During Talk About Quest for Peace, A Reminder Violence is Never Far Away
“Security inside Kabul today is provided by the Afghan security forces. You’re going to have the occasional suicide bomber. You’re going to have the occasional suicide vehicle get through.”
When he addressed the Atlanta Press Club on Tuesday the United States three-star general who commands the NATO Training Mission in Afghanistan almost certainly could not know about events that would unfold thousands of miles away. Within an hour of his presentation militants attacked the Hotel Inter-Continental in Kabul. At least 19 died, including the militants.
Again, there would be reason to question whether Afghan military and police forces will be capable to defend their country when all U.S. fighting forces are withdrawn in December 2014. More than 30,000 will leave before next year ends, as announced by President Barack Obama.
Lt. General William Caldwell commands the multi-national NATO Training Mission. His job you don’t want: Create an army, an air force, a police force and install government and economic infrastructures into a country in which fewer than three in ten people can read or write their own name. This initiative is the job that you don’t read or hear about in most accounts. This money — 92 percent funded by the United States — is being spent to bring a country from backward, illiterate ways into something akin to modern society.

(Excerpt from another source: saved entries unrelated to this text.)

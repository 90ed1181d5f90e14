//! Overlay core library — document scanning and the pure text engines.
//!
//! - [`codec`] — tag-span scanner and block serializer
//! - [`dataset`] — header / entries / footer loader
//! - [`merge`] — source → overlay synchronization
//! - [`promote`] — correction → patch documents
//! - [`project`] — correction-free projection
//! - [`seed`] — in-place correction seeding
//! - [`config`] — directory layout and tag names
//!
//! Nothing in this crate touches the filesystem except [`config`].

pub mod codec;
pub mod config;
pub mod dataset;
pub mod error;
pub mod merge;
pub mod project;
pub mod promote;
pub mod seed;
pub mod types;

pub use config::Config;
pub use dataset::{Dataset, Entry};
pub use error::ConfigError;
pub use merge::{reconcile, Change, MergeResult};
pub use project::{project, Projection};
pub use promote::{promote, Promotion};
pub use seed::{seed, Seeding};
pub use types::{EntryFields, EntryKey, Field, TagSchema};
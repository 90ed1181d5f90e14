//! Projection engine: a correction-free view of a source document.

use crate::codec;
use crate::dataset::Dataset;
use crate::types::TagSchema;

/// Projected document and the number of entries it carries.
#[derive(Debug, Clone, PartialEq, Eq)]
pub struct Projection {
    pub text: String,
    pub entries: usize,
    /// `true` when the source had no Entry blocks and was passed through.
    pub copied: bool,
}

/// Project `source` down to key, source text and baseline translation.
///
/// A correction field is never emitted, even if the source carries one.
pub fn project(source: &str, tags: &TagSchema) -> Projection {
    let dataset = Dataset::parse(source, tags);
    if dataset.is_record_free() {
        return Projection {
            text: source.to_string(),
            entries: 0,
            copied: true,
        };
    }

    let blocks: Vec<String> = dataset
        .entries
        .iter()
        .map(|entry| codec::encode_block(&entry.fields.without_correction(), tags))
        .collect();
    Projection {
        text: codec::frame(dataset.header, &blocks, dataset.footer),
        entries: blocks.len(),
        copied: false,
    }
}

#[cfg(test)]
mod tests {
    use super::*;

    #[test]
    fn strips_everything_but_key_source_and_baseline() {
        let source = "<L>\n\t<Entry>\n\t\t<zType>A</zType>\n\t\t<en-US>Apple</en-US>\n\t\t<note>ignore</note>\n\t\t<ja>x</ja>\n\t\t<fixja>leak</fixja>\n\t</Entry>\n</L>\n";
        let projection = project(source, &TagSchema::default());
        assert_eq!(
            projection.text,
            "<L>\n\t<Entry>\n\t\t<zType>A</zType>\n\t\t<en-US>Apple</en-US>\n\t\t<ja>x</ja>\n\t</Entry>\n</L>\n"
        );
        assert_eq!(projection.entries, 1);
        assert!(!projection.copied);
    }

    #[test]
    fn keyless_entries_are_dropped() {
        let source = "<L>\n\t<Entry><ja>x</ja></Entry>\n\t<Entry><zType>B</zType></Entry>\n</L>";
        let projection = project(source, &TagSchema::default());
        assert_eq!(
            projection.text,
            "<L>\n\t<Entry>\n\t\t<zType>B</zType>\n\t</Entry>\n</L>"
        );
    }

    #[test]
    fn record_free_source_is_passed_through() {
        let source = "<L>\n  <!-- nothing here -->\n</L>\n";
        let projection = project(source, &TagSchema::default());
        assert!(projection.copied);
        assert_eq!(projection.text, source);
    }

    #[test]
    fn all_keyless_source_keeps_frame() {
        let source = "<L>\n\t<Entry><ja>x</ja></Entry>\n</L>";
        let projection = project(source, &TagSchema::default());
        assert_eq!(projection.text, "<L>\n</L>");
        assert_eq!(projection.entries, 0);
    }
}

“When I first arrived there in November ’09, the late Ambassador Richard Holbrooke told me, hey, General, you’re going to need to take on this literacy thing,” Caldwell said. “Here I am a three-star General, I’m a fairly senior guy, and I’m sitting here telling the Ambassador, you’ve got it wrong, that’s USAID or State Department or somebody else, but that ain’t my mission. In about 60 days, I was eating my words, telling him, Ambassador, you were exactly right.
“I can produce the greatest army, the greatest police force but it will never endure if they don’t have the education, basic level, I’m not talking about college level, I’m talking about basic level education to account for equipment, to maintain the equipment. We’ve taken that on full force.”
When the literacy effort began 14 percent of Afghan military and police recruits could read. That will improve to one-in-two by year’s end. The NATO Training Mission currently employs 2,600 teachers, more than any entity in Afghanistan other than the Education Ministry. One hundred thousand Afghans have been taken from illiteracy to some literacy in twelve months.
Caldwell is a former Columbus, Georgia native whose many worldwide U.S. commands included the 82nd Airborne Division when it evacuated more than 6,000 New Orleans residents after Hurricane Katrina. He served as the Multi-National Force-Iraq spokesman before 28 months in command of the U.S. Army at Fort Leavenworth. That preceded his NATO assignment in Afghanistan.
“If you go back to December 2009 when our president made the announcement about putting additional surge forces in one of the three things that he said he wanted to do was help set the conditions that would enable the Afghan security forces to grow and develop so they could take on this responsibility for security inside their country and not be reliant on coalition forces,”
“We also understand there are still challenges ahead of us as we move forward. All we have to do is look around Afghanistan. We call it seeing the Echoes of the Past. If you look at what the Soviets did when they were there they in fact did build an incredible army and air force and a government that was functioning, well-equipped, well-trained and yet within two years after their withdrawal it fell into complete disarray, disintegrated, did not work.”
Afghanistan, like any conflict zone, is an imperfect place. Incidents like the Hotel Inter-Continental attack this week are likely to be repeated. Militant forces sympathetic to the Taliban, al Qaeda and ethnic groups that often do not share values will no doubt continue to test coalition forces and the internal government that many Westerners believe is inept if not corrupt and you can find support for those views inside the country as well.
Caldwell described the Afghanistan state of mind as being “thirty years of civil war where all they did was worry about survival. There was no nationalistic view. There was no idea of serving others. It was about survival for 30 years. Now we’re trying to change that to serving something greater than yourself. That’s taking time.”
Support for this 10-year war and the two-year NATO Training Mission is waning at home, especially with Osama bin Laden now killed. Sixty-two percent who answered a CNN poll oppose continued U.S. forces in Afghanistan. Fifty-one percent answered the same way in a CBS News poll. Just 45 percent told the Pew Research Center that the United States will “probably succeed” in Afghanistan. NATO’s Training Mission will be on the ground until at least the year 2016 because it will take that long to install a capable Afghan Air Force.
“I recognize there is some weariness back in the United States about the ongoing efforts,” Caldwell said. “Our job is to make this thing last. It has to endure. We have to receive return on our investment that we have made both in terms of human life and in monetary resources.” Additional source: NATO Training Mission website.